Il dossier di candidatura dell’Unione dei Comuni Paestum – Alto Cilento a Capitale italiana della Cultura 2024 diventa ufficialmente uno strumento di pianificazione strategica e operativa da cui il Comune di Capaccio Paestum vuole partire sin da quest’anno per progettare le azioni future da realizzare in ambito turistico e culturale.

Lo ha stabilito la Giunta comunale, guidata dal sindaco Franco Alfieri, presidente dell’Unione dei Comuni Paestum – Alto Cilento, che ha così adottato il dossier che è valso all’Unione il piazzamento tra i dieci finalisti.

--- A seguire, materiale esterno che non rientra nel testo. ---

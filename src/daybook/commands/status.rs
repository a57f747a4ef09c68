use crate::commands::{CmdMessage, CmdResult};
use crate::error::Result;
use crate::store::CacheStore;

pub fn run<S: CacheStore>(store: &S) -> Result<CmdResult> {
    let dates = store.date_index()?;
    let mut cached = 0usize;
    for date in &dates {
        if store.get_record(date)?.is_some() {
            cached += 1;
        }
    }
    let pending = store.pending_dates()?;
    let usage = store.usage()?;

    let mut result = CmdResult::default();
    result.add_message(CmdMessage::info(format!(
        "{} entries known, {} cached locally ({} KiB)",
        dates.len(),
        cached,
        usage.bytes_used / 1024
    )));

    if pending.is_empty() {
        result.add_message(CmdMessage::success("Everything is synced."));
    } else {
        result.add_message(CmdMessage::warning(format!(
            "{} awaiting sync: {}",
            pending.len(),
            pending
                .iter()
                .map(|d| d.to_string())
                .collect::<Vec<_>>()
                .join(", ")
        )));
    }

    if !usage.writable {
        result.add_message(CmdMessage::error(
            "Local cache is not writable; new edits will be lost on exit.",
        ));
    }
    Ok(result)
}
use crate::error::{DaybookError, Result};
use serde::{Deserialize, Serialize};
use std::fs;
use std::path::Path;

const CONFIG_FILENAME: &str = "config.json";
const DEFAULT_BRANCH: &str = "main";
const DEFAULT_TOKEN_ENV: &str = "DAYBOOK_TOKEN";
const DEFAULT_RETAIN: usize = 365;

/// Configuration for daybook, stored as config.json in the data directory.
///
/// The access token itself is never stored here — only the name of the
/// environment variable that holds it.
#[derive(Debug, Clone, Serialize, Deserialize, PartialEq, Eq)]
pub struct DaybookConfig {
    /// Remote repository owner (user or org).
    #[serde(default)]
    pub owner: String,

    /// Remote repository name.
    #[serde(default)]
    pub repo: String,

    #[serde(default = "default_branch")]
    pub branch: String,

    /// Environment variable the access token is read from.
    #[serde(default = "default_token_env")]
    pub token_env: String,

    /// How many recent entries `prune` keeps cached locally.
    #[serde(default = "default_retain")]
    pub retain_synced: usize,
}

fn default_branch() -> String {
    DEFAULT_BRANCH.to_string()
}

fn default_token_env() -> String {
    DEFAULT_TOKEN_ENV.to_string()
}

fn default_retain() -> usize {
    DEFAULT_RETAIN
}

impl Default for DaybookConfig {
    fn default() -> Self {
        Self {
            owner: String::new(),
            repo: String::new(),
            branch: default_branch(),
            token_env: default_token_env(),
            retain_synced: DEFAULT_RETAIN,
        }
    }
}

impl DaybookConfig {
    /// Load config from the given directory, or return defaults if not found
    pub fn load<P: AsRef<Path>>(config_dir: P) -> Result<Self> {
        let config_path = config_dir.as_ref().join(CONFIG_FILENAME);

        if !config_path.exists() {
            return Ok(Self::default());
        }

        let content = fs::read_to_string(&config_path).map_err(DaybookError::Io)?;
        let config: DaybookConfig =
            serde_json::from_str(&content).map_err(DaybookError::Serialization)?;
        Ok(config)
    }

    /// Save config to the given directory
    pub fn save<P: AsRef<Path>>(&self, config_dir: P) -> Result<()> {
        let config_dir = config_dir.as_ref();
        if !config_dir.exists() {
            fs::create_dir_all(config_dir).map_err(DaybookError::Io)?;
        }

        let config_path = config_dir.join(CONFIG_FILENAME);
        let content = serde_json::to_string_pretty(self).map_err(DaybookError::Serialization)?;
        fs::write(config_path, content).map_err(DaybookError::Io)?;
        Ok(())
    }

    pub fn remote_configured(&self) -> bool {
        !self.owner.is_empty() && !self.repo.is_empty()
    }

    /// The access token, if the configured environment variable is set.
    pub fn token(&self) -> Option<String> {
        std::env::var(&self.token_env).ok().filter(|t| !t.is_empty())
    }
}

Il dossier, dal titolo “La Cultura dell’Unione”, ha come valori portanti l’ecosostenibilità, l’innovazione, l’inclusività e l’identità locale. Valori che confluiscono tutti nelle 7 colonne portanti del progetto: i giovani, custodi della bellezza; lettura e accesso alla conoscenza, i racconti uniscono; arte contemporanea, la cultura guarda al futuro; musica e teatro, emozioni condivise nell’arena dell’Unione; archeologia, antichi segni dell’uomo; borghi e beni culturali, la comunità si prende cura; patrimoni, miti e leggende, storia e identità locali in mostra.

Adottando il dossier il Comune di Capaccio Paestum ne fa un piano strategico per definire e attuare iniziative culturali in forma singola o associata con gli altri Comuni dell’Unione. Il dossier, infatti, sarà adottato anche da tutti gli altri membri dell’Unione.

“Come avevo annunciato non appena il MIC ha individuato l’Unione dei Comuni Paestum – Alto Cilento tra i dieci finalisti per il titolo di Capitale italiana della Cultura 2024, il dossier di candidatura sarà comunque realizzato – dichiara Franco Alfieri –. Nonostante il titolo sia stato assegnato a un’altra città candidata, Pesaro, il progetto culturale è stato valutato positivamente. Quindi, l’Amministrazione di Capaccio Paestum, così come faranno le altre Amministrazioni dell’Unione, lo ha adottato per concretizzarne i vari punti, alcuni dei quali peraltro già realizzati in questi anni. Tutto il lavoro che abbiamo svolto nel periodo di accompagnamento all’audizione dello scorso 4 marzo – continua Alfieri – ha rappresentato una grande sfida e, al tempo stesso, un’importante opportunità per il territorio. È per questo che non vogliamo disperdere questo lavoro, in attesa di provare nuovamente, appena sarà possibile, a conquistare il prestigioso titolo”.